Work request: All of the records below need to be copied exactly.
Dataset records START
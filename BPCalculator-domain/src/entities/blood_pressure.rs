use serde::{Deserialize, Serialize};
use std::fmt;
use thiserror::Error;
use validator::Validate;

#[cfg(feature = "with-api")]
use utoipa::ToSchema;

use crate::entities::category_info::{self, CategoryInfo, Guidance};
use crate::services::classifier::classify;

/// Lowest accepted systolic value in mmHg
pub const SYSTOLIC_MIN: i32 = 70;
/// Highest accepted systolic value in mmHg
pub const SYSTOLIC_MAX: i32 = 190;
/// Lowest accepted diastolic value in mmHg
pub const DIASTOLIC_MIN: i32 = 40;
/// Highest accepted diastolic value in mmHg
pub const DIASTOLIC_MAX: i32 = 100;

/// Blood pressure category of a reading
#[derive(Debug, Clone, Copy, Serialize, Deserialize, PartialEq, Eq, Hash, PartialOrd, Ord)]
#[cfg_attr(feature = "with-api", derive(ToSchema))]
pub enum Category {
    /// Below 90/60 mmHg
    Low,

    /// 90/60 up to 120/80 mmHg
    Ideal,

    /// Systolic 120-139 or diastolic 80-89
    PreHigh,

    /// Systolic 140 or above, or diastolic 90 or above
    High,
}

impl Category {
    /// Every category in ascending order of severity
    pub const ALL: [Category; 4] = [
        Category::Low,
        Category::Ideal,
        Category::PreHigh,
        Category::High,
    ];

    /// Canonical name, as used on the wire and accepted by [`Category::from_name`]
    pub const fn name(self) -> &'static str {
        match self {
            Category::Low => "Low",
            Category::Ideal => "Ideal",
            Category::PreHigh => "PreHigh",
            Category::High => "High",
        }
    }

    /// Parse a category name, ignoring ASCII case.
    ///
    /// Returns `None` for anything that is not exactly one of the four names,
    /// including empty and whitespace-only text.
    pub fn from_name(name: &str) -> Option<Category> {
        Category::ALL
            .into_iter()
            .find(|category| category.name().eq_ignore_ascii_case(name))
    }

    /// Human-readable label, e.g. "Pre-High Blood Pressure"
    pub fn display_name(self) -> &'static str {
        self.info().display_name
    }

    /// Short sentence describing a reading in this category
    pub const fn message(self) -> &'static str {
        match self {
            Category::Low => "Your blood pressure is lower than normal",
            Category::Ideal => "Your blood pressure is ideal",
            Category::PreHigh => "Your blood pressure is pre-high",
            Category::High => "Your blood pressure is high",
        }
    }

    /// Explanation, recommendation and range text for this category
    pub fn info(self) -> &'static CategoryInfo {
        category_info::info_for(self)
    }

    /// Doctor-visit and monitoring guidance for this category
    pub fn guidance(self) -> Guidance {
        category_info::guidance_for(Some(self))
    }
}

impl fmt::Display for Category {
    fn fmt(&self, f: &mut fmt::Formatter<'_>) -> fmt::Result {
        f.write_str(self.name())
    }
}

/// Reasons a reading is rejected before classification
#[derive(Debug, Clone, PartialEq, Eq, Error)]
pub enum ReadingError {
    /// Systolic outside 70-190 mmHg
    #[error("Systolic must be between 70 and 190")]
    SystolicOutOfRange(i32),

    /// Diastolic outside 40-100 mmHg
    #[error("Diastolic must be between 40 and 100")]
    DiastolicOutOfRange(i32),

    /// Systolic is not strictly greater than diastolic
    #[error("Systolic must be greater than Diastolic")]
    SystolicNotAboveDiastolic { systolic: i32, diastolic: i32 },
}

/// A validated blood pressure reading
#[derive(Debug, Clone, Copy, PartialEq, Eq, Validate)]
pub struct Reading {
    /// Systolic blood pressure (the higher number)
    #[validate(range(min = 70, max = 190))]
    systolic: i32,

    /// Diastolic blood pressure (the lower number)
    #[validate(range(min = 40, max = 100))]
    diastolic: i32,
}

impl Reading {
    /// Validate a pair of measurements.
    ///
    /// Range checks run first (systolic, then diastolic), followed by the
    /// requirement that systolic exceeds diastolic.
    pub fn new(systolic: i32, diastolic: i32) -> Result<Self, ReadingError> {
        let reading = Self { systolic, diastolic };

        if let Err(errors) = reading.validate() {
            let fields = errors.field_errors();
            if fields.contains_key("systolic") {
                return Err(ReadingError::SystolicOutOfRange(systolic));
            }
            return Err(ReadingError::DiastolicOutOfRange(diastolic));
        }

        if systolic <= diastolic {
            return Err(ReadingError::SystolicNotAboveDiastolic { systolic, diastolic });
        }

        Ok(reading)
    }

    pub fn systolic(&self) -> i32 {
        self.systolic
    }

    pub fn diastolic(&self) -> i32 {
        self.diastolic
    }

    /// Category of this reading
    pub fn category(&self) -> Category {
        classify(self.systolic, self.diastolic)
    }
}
Dataset records END
Finished exercise:
filename BPCalculator-domain/src/entities/blood_pressure.rs
use serde::{Deserialize, Serialize};
use std::fmt;
use thiserror::Error;
use validator::Validate;

#[cfg(feature = "with-api")]
use utoipa::ToSchema;

use crate::entities::category_info::{self, CategoryInfo, Guidance};
use crate::services::classifier::classify;

/// Lowest accepted systolic value in mmHg
pub const SYSTOLIC_MIN: i32 = 70;
/// Highest accepted systolic value in mmHg
pub const SYSTOLIC_MAX: i32 = 190;
/// Lowest accepted diastolic value in mmHg
pub const DIASTOLIC_MIN: i32 = 40;
/// Highest accepted diastolic value in mmHg
pub const DIASTOLIC_MAX: i32 = 100;

/// Blood pressure category of a reading
#[derive(Debug, Clone, Copy, Serialize, Deserialize, PartialEq, Eq, Hash, PartialOrd, Ord)]
#[cfg_attr(feature = "with-api", derive(ToSchema))]
pub enum Category {
    /// Below 90/60 mmHg
    Low,

    /// 90/60 up to 120/80 mmHg
    Ideal,

    /// Systolic 120-139 or diastolic 80-89
    PreHigh,

    /// Systolic 140 or above, or diastolic 90 or above
    High,
}

impl Category {
    /// Every category in ascending order of severity
    pub const ALL: [Category; 4] = [
        Category::Low,
        Category::Ideal,
        Category::PreHigh,
        Category::High,
    ];

    /// Canonical name, as used on the wire and accepted by [`Category::from_name`]
    pub const fn name(self) -> &'static str {
        match self {
            Category::Low => "Low",
            Category::Ideal => "Ideal",
            Category::PreHigh => "PreHigh",
            Category::High => "High",
        }
    }

    /// Parse a category name, ignoring ASCII case.
    ///
    /// Returns `None` for anything that is not exactly one of the four names,
    /// including empty and whitespace-only text.
    pub fn from_name(name: &str) -> Option<Category> {
        Category::ALL
            .into_iter()
            .find(|category| category.name().eq_ignore_ascii_case(name))
    }

    /// Human-readable label, e.g. "Pre-High Blood Pressure"
    pub fn display_name(self) -> &'static str {
        self.info().display_name
    }

    /// Short sentence describing a reading in this category
    pub const fn message(self) -> &'static str {
        match self {
            Category::Low => "Your blood pressure is lower than normal",
            Category::Ideal => "Your blood pressure is ideal",
            Category::PreHigh => "Your blood pressure is pre-high",
            Category::High => "Your blood pressure is high",
        }
    }

    /// Explanation, recommendation and range text for this category
    pub fn info(self) -> &'static CategoryInfo {
        category_info::info_for(self)
    }

    /// Doctor-visit and monitoring guidance for this category
    pub fn guidance(self) -> Guidance {
        category_info::guidance_for(Some(self))
    }
}

impl fmt::Display for Category {
    fn fmt(&self, f: &mut fmt::Formatter<'_>) -> fmt::Result {
        f.write_str(self.name())
    }
}

/// Reasons a reading is rejected before classification
#[derive(Debug, Clone, PartialEq, Eq, Error)]
pub enum ReadingError {
    /// Systolic outside 70-190 mmHg
    #[error("Systolic must be between 70 and 190")]
    SystolicOutOfRange(i32),

    /// Diastolic outside 40-100 mmHg
    #[error("Diastolic must be between 40 and 100")]
    DiastolicOutOfRange(i32),

    /// Systolic is not strictly greater than diastolic
    #[error("Systolic must be greater than Diastolic")]
    SystolicNotAboveDiastolic { systolic: i32, diastolic: i32 },
}

/// A validated blood pressure reading
#[derive(Debug, Clone, Copy, PartialEq, Eq, Validate)]
pub struct Reading {
    /// Systolic blood pressure (the higher number)
    #[validate(range(min = 70, max = 190))]
    systolic: i32,

    /// Diastolic blood pressure (the lower number)
    #[validate(range(min = 40, max = 100))]
    diastolic: i32,
}

impl Reading {
    /// Validate a pair of measurements.
    ///
    /// Range checks run first (systolic, then diastolic), followed by the
    /// requirement that systolic exceeds diastolic.
    pub fn new(systolic: i32, diastolic: i32) -> Result<Self, ReadingError> {
        let reading = Self { systolic, diastolic };

        if let Err(errors) = reading.validate() {
            let fields = errors.field_errors();
            if fields.contains_key("systolic") {
                return Err(ReadingError::SystolicOutOfRange(systolic));
            }
            return Err(ReadingError::DiastolicOutOfRange(diastolic));
        }

        if systolic <= diastolic {
            return Err(ReadingError::SystolicNotAboveDiastolic { systolic, diastolic });
        }

        Ok(reading)
    }

    pub fn systolic(&self) -> i32 {
        self.systolic
    }

    pub fn diastolic(&self) -> i32 {
        self.diastolic
    }

    /// Category of this reading
    pub fn category(&self) -> Category {
        classify(self.systolic, self.diastolic)
    }
}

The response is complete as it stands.